Through robes and rags he saw and loved the man.

Tennyson was touched by place and power, the insignia given by chance or birth. As he grew old he grew narrower, lost interest in the race, and gave his heart to the class to which he had been lowered as a reward for melodious flattery.

Burns broadened and ripened with the flight of his few years. His sympathies widened and increased to the last.

Tennyson had the art born of intellectual taste, of the sense of mental proportion, knowing the color of adjectives and the gradations of emphasis. His pictures were born in his brain, exquisitely shaded by details, carefully wrought by painful and conscious art.

Burns's brain was the servant of his heart. His melody was a rhythm taught by love. He was touched by the miseries, the injustice, the agony of his time. While Tennyson wrote of the past--of kings long dead, of ladies who had been dust for many centuries, Burns melted with his love the walls of caste--the cruel walls that divide the rich and the poor.

Tennyson celebrated the birth of royal babes, the death of the titled useless; gave wings to degraded dust, wearing the laurels given by those who lived upon the toil of men whom they despised. Burns poured poems from his heart, filled with tears and sobs for the suffering poor; poems that helped to break the chains of millions; poems that the enfranchised love to repeat; poems that liberty loves to hear.

Tennyson was the poet of the past, of the twilight, of the sunset, of decorous regret, of the vanished glories of barbarous times, of the age of chivalry in which great nobles clad in steel smote to death with battle axe and sword the unarmed peasants of the field.

Burns was the poet of the dawn, glad that the night was fading from the east. He kept his face toward the sunrise, caring nothing for the midnight of the past, but loved with all the depth and sincerity of his nature the few great souls--the lustrous stars--that darkness cannot quench.
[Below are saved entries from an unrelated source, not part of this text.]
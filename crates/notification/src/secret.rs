use std::fmt;

use serde::{Deserialize, Deserializer, Serialize, Serializer};
use zeroize::Zeroizing;

/// Password used to authenticate against the SMTP server.
///
/// `Debug` never prints the value and the buffer is wiped on drop.
#[derive(Clone, Default, Eq, PartialEq)]
pub struct SmtpPassword(Zeroizing<String>);

impl SmtpPassword {
    /// Wraps a plaintext password.
    #[must_use]
    pub fn new(value: impl Into<String>) -> Self { Self(Zeroizing::new(value.into())) }

    /// Returns the plaintext value. Only the SMTP login should call this.
    #[must_use]
    pub fn expose(&self) -> &str { self.0.as_str() }
}

impl fmt::Debug for SmtpPassword {
    fn fmt(&self, f: &mut fmt::Formatter<'_>) -> fmt::Result {
        f.debug_tuple("SmtpPassword").field(&"[REDACTED]").finish()
    }
}

impl From<String> for SmtpPassword {
    fn from(value: String) -> Self { Self::new(value) }
}

impl Serialize for SmtpPassword {
    fn serialize<S>(&self, serializer: S) -> Result<S::Ok, S::Error>
    where
        S: Serializer,
    {
        serializer.serialize_str(self.expose())
    }
}

impl<'de> Deserialize<'de> for SmtpPassword {
    fn deserialize<D>(deserializer: D) -> Result<Self, D::Error>
    where
        D: Deserializer<'de>,
    {
        String::deserialize(deserializer).map(Self::new)
    }
}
Tennyson was surrounded with what gold can give, touched with the selfishness of wealth. He was educated at Oxford, and had what are called the advantages of his time, and in maturer years was somewhat swayed by the spirit of caste, by the descendants of the ancient Pharisees, and at last became a lord.

Burns had but little knowledge of the world. What he knew was taught him by his sympathies. Being a genius, he absorbed the good and noble of which he heard or dreamed, and thus he happily outgrew the smaller things with which he came in contact, and journeyed toward the great--the wider world, until he reached the end.